Siempre que entro al hospital por la puerta de Urgencias, se me atraviesa un cubículo con el letrero de Shock-Trauma; es un cuartito de 5 metros cuadrados aproximadamente, área suficiente para un encuentro cara a cara con la muerte; un encerrón que puede durar unos minutos, quizás no más de una hora; es un duelo de frente, del médico contra la muerte; alguien tiene que perder.
Por lo general, la entrada del enfermo a ese cubículo viene antecedido de la sirena de una ambulancia a toda velocidad; después de burlar cientos de obstáculos, por fin se estacionan a la puerta de urgencias; de ahí inmediatamente, los paramédicos, una cara más que pálida, transparente, transportan en camilla al paciente hacia el cuarto de choque-trauma; es ahí donde, muchas veces sin previo aviso, se desarrolla el encuentro.
Rápido se encienden las luces del escenario; no hay primera ni segunda llamada, directo, las alarmas de los monitores suben el telón; sus sonidos chillantes y luces brillantes presentan a los protagonistas: en primer lugar, al paciente, que es colocado sobre la cama; lo acompaña un camillero que nervioso quiere huir del escenario; también están ahí dos o tres enfermeras más que puestas para entrar en acción; rápidamente toman los signos vitales del caído en desgracia; el paciente sólo mira a su alrededor con una cara de terror; sabe y presiente que puede morir en ese instante.
De repente, el guion se altera: los latidos del corazón se tornan débiles, y el trazo en el monitor se aplana; un zumbido plano y fuerte confirma la ausencia de latidos cardiacos del paciente.
Aparece de la nada un carro, pero no cualquier carro común y corriente del tránsito citadino; éste es un carro rojo, mucho más útil y equipado que cualquier fórmula 1.

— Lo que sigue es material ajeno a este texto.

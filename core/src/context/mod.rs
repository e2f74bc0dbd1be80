mod config;
mod error;
mod interner;
mod log_files;

pub use config::{
    DEFAULT_CRIT_WINDOW_SECS, DEFAULT_MAX_NAME_LENGTH, DEFAULT_MIN_LINE_LENGTH, ParserConfig,
    ParserConfigExt,
};
pub use error::{ConfigError, SpellBookError};
pub use interner::{IStr, empty_istr, intern, intern_upper, interner, resolve};
pub use log_files::{parse_log_filename, player_from_path};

Éste carro salva vidas, está armado con unos misiles farmacéuticos que pueden echar a andar al corazón en segundos; también cuenta con un sistema muy preciso de descargas eléctricas que, literalmente, puede lograr “volver a la vida” a un enfermo con paro cardiaco.
El conductor de ese vehículo tiene que actuar y pensar a gran velocidad, con precisión.
El mínimo error lo hará estrellarse de frente con la muerte; las manos del conductor uniformado de blanco se colocan en el pecho del paciente para comenzar una danza rítmica entre compresión y respiración; el copiloto se encarga de la respiración, un valioso combustible, el oxígeno, tiene que llegar a todo el cuerpo.
El equipo debe funcionar muy bien, los diálogos de órdenes y respuestas deben ser expeditas.
Poco a poco, el enfermo va retomando su color, los latidos se sienten en los dedos del conductor, y aparece en pantalla un nuevo ritmo cardiaco vital.
Ya reanimado el enfermo abandona la habitación, dejando a los actores agotados y sudorosos; queda un perfume que impregna toda el área; sus ingredientes son: sangre, drogas, oxígeno y sudor, pero, sobre todo, adrenalina.